▸ **Work request**
Only the lines from the opening of the material through the one containing "const SEARCH: &[&str]" should be reproduced, each exactly as it stands.

▸ **The data**
>>>>>

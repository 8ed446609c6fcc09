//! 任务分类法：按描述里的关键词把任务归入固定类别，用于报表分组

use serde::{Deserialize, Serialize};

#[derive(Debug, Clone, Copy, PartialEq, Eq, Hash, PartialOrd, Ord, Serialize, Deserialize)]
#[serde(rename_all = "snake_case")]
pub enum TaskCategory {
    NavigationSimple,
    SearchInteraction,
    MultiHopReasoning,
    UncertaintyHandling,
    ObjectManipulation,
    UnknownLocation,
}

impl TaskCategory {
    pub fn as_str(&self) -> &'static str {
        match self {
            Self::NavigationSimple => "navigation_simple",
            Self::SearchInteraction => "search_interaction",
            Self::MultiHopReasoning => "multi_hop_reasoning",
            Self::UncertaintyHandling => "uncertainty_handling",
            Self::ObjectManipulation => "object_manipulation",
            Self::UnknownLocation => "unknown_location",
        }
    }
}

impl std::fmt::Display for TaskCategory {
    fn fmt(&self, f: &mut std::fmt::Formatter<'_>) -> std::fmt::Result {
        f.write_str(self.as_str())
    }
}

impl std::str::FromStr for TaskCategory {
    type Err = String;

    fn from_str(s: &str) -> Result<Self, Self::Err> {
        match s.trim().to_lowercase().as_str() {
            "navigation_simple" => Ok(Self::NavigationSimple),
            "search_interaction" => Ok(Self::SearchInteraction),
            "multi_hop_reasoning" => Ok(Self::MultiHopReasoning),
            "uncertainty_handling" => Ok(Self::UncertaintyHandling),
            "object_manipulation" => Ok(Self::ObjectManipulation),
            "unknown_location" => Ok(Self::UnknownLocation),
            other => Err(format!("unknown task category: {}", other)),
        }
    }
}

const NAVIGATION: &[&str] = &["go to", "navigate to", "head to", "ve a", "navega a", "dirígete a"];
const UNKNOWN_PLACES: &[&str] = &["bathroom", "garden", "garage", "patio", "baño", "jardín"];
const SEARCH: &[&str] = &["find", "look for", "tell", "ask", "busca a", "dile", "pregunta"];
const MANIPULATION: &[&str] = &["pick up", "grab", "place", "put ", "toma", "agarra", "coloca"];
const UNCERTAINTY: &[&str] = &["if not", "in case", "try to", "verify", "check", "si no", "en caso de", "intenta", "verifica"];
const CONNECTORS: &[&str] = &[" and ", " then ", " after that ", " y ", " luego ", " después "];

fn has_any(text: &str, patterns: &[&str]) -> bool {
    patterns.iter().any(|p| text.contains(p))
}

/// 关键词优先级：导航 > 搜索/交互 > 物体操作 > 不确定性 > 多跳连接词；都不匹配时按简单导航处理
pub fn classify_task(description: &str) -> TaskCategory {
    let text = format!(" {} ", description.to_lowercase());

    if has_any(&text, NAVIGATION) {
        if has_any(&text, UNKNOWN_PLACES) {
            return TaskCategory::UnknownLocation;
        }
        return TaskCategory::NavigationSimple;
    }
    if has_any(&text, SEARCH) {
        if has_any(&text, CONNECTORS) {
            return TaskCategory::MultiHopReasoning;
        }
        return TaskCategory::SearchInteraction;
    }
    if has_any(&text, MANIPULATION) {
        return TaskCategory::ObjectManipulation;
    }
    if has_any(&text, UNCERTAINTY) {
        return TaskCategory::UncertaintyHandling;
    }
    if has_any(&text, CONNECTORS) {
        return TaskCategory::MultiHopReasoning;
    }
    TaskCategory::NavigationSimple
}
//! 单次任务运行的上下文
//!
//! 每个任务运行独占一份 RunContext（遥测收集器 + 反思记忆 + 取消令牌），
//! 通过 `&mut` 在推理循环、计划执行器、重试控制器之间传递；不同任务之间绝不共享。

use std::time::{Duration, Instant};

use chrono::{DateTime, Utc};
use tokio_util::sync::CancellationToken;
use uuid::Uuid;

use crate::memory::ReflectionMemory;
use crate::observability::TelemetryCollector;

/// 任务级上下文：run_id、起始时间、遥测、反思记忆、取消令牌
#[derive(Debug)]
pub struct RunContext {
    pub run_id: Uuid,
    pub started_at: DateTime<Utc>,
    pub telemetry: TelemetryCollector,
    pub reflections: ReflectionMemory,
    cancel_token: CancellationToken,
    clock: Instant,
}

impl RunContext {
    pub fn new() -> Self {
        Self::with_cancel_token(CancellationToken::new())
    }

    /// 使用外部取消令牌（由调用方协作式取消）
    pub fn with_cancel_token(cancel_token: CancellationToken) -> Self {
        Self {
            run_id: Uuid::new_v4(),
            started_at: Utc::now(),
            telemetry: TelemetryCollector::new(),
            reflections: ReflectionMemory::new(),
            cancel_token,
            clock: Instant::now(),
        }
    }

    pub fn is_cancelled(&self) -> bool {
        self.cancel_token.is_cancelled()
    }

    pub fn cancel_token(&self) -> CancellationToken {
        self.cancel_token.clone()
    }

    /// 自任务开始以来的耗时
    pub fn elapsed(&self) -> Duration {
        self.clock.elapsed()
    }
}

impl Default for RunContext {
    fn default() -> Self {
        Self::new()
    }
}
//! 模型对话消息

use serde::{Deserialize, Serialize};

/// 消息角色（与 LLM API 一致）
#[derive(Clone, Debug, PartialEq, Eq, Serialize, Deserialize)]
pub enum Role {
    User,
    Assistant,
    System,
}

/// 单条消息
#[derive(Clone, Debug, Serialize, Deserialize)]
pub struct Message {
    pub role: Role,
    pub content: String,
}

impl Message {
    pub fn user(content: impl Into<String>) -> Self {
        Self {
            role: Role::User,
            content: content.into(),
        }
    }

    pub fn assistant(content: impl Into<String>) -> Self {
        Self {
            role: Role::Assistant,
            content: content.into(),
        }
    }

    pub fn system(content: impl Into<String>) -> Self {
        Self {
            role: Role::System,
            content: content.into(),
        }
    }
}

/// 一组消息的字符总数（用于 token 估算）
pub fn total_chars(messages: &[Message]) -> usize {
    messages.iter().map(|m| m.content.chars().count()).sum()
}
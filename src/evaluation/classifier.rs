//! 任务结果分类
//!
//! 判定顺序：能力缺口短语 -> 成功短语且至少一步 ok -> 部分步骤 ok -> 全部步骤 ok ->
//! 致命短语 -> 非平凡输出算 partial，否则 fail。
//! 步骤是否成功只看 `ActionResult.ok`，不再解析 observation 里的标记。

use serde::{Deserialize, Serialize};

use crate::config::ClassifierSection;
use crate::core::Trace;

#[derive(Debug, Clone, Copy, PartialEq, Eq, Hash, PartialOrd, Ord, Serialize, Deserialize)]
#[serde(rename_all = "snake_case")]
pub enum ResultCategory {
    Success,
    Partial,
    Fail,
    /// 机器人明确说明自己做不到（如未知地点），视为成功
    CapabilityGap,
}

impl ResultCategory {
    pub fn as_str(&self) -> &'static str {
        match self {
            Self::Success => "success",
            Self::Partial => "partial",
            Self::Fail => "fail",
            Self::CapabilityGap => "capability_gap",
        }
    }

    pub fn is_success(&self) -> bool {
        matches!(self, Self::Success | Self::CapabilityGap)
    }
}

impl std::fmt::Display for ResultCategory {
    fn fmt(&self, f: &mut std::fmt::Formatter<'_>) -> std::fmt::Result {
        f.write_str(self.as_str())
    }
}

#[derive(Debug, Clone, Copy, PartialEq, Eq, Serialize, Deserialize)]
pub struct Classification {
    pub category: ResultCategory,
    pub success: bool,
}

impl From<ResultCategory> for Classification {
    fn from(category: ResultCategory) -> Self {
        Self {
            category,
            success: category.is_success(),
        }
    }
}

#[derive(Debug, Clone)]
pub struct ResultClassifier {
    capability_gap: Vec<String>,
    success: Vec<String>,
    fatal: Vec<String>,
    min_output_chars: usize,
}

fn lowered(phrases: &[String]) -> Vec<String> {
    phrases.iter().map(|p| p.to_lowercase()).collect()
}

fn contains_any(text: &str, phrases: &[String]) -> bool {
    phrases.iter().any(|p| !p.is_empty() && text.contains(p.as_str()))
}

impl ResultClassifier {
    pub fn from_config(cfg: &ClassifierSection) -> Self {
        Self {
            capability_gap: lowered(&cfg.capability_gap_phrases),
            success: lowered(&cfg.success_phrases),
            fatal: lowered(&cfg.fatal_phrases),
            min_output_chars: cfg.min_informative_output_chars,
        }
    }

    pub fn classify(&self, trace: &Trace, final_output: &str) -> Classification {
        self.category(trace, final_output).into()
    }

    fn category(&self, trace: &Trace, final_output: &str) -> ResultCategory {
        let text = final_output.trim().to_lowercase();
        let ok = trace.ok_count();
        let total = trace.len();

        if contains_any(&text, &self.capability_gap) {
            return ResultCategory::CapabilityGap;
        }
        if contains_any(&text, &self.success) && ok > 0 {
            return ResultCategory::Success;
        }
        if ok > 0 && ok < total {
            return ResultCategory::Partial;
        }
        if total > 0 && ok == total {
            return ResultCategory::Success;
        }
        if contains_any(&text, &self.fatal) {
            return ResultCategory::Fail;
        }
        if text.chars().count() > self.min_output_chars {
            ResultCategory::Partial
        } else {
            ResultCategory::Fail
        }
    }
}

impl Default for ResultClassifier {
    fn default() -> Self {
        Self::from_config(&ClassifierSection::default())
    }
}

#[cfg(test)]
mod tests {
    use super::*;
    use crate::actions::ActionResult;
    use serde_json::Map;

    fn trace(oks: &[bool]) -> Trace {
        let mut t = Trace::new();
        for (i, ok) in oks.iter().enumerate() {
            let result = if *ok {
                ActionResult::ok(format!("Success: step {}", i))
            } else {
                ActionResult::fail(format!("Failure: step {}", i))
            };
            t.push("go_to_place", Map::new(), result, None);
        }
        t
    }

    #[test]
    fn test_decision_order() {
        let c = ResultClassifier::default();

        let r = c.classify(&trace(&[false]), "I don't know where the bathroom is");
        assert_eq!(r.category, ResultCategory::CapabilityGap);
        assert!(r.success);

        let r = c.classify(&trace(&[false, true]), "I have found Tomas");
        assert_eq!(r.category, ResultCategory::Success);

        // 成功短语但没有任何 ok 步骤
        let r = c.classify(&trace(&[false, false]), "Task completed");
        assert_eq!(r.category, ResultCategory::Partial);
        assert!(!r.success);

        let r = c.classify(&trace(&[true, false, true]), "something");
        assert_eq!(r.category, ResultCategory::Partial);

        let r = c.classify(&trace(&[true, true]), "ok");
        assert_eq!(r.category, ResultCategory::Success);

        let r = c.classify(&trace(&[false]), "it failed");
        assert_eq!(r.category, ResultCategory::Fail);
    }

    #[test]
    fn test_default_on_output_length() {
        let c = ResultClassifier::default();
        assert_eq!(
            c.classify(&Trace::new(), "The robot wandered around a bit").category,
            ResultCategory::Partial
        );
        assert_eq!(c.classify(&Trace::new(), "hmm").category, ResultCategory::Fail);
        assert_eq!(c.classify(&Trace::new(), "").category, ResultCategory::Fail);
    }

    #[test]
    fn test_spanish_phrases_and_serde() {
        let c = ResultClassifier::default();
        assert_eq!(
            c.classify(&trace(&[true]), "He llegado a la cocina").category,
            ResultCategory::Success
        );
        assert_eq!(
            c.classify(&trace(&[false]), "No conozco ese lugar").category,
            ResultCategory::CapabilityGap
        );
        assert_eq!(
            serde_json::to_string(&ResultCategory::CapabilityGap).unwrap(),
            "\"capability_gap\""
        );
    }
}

<<<<<

▸ **Answer below**
repository 8ed446609c6fcc09
//! 任务分类法：按描述里的关键词把任务归入固定类别，用于报表分组

use serde::{Deserialize, Serialize};

#[derive(Debug, Clone, Copy, PartialEq, Eq, Hash, PartialOrd, Ord, Serialize, Deserialize)]
#[serde(rename_all = "snake_case")]
pub enum TaskCategory {
    NavigationSimple,
    SearchInteraction,
    MultiHopReasoning,
    UncertaintyHandling,
    ObjectManipulation,
    UnknownLocation,
}

impl TaskCategory {
    pub fn as_str(&self) -> &'static str {
        match self {
            Self::NavigationSimple => "navigation_simple",
            Self::SearchInteraction => "search_interaction",
            Self::MultiHopReasoning => "multi_hop_reasoning",
            Self::UncertaintyHandling => "uncertainty_handling",
            Self::ObjectManipulation => "object_manipulation",
            Self::UnknownLocation => "unknown_location",
        }
    }
}

impl std::fmt::Display for TaskCategory {
    fn fmt(&self, f: &mut std::fmt::Formatter<'_>) -> std::fmt::Result {
        f.write_str(self.as_str())
    }
}

impl std::str::FromStr for TaskCategory {
    type Err = String;

    fn from_str(s: &str) -> Result<Self, Self::Err> {
        match s.trim().to_lowercase().as_str() {
            "navigation_simple" => Ok(Self::NavigationSimple),
            "search_interaction" => Ok(Self::SearchInteraction),
            "multi_hop_reasoning" => Ok(Self::MultiHopReasoning),
            "uncertainty_handling" => Ok(Self::UncertaintyHandling),
            "object_manipulation" => Ok(Self::ObjectManipulation),
            "unknown_location" => Ok(Self::UnknownLocation),
            other => Err(format!("unknown task category: {}", other)),
        }
    }
}

const NAVIGATION: &[&str] = &["go to", "navigate to", "head to", "ve a", "navega a", "dirígete a"];
const UNKNOWN_PLACES: &[&str] = &["bathroom", "garden", "garage", "patio", "baño", "jardín"];
const SEARCH: &[&str] = &["find", "look for", "tell", "ask", "busca a", "dile", "pregunta"];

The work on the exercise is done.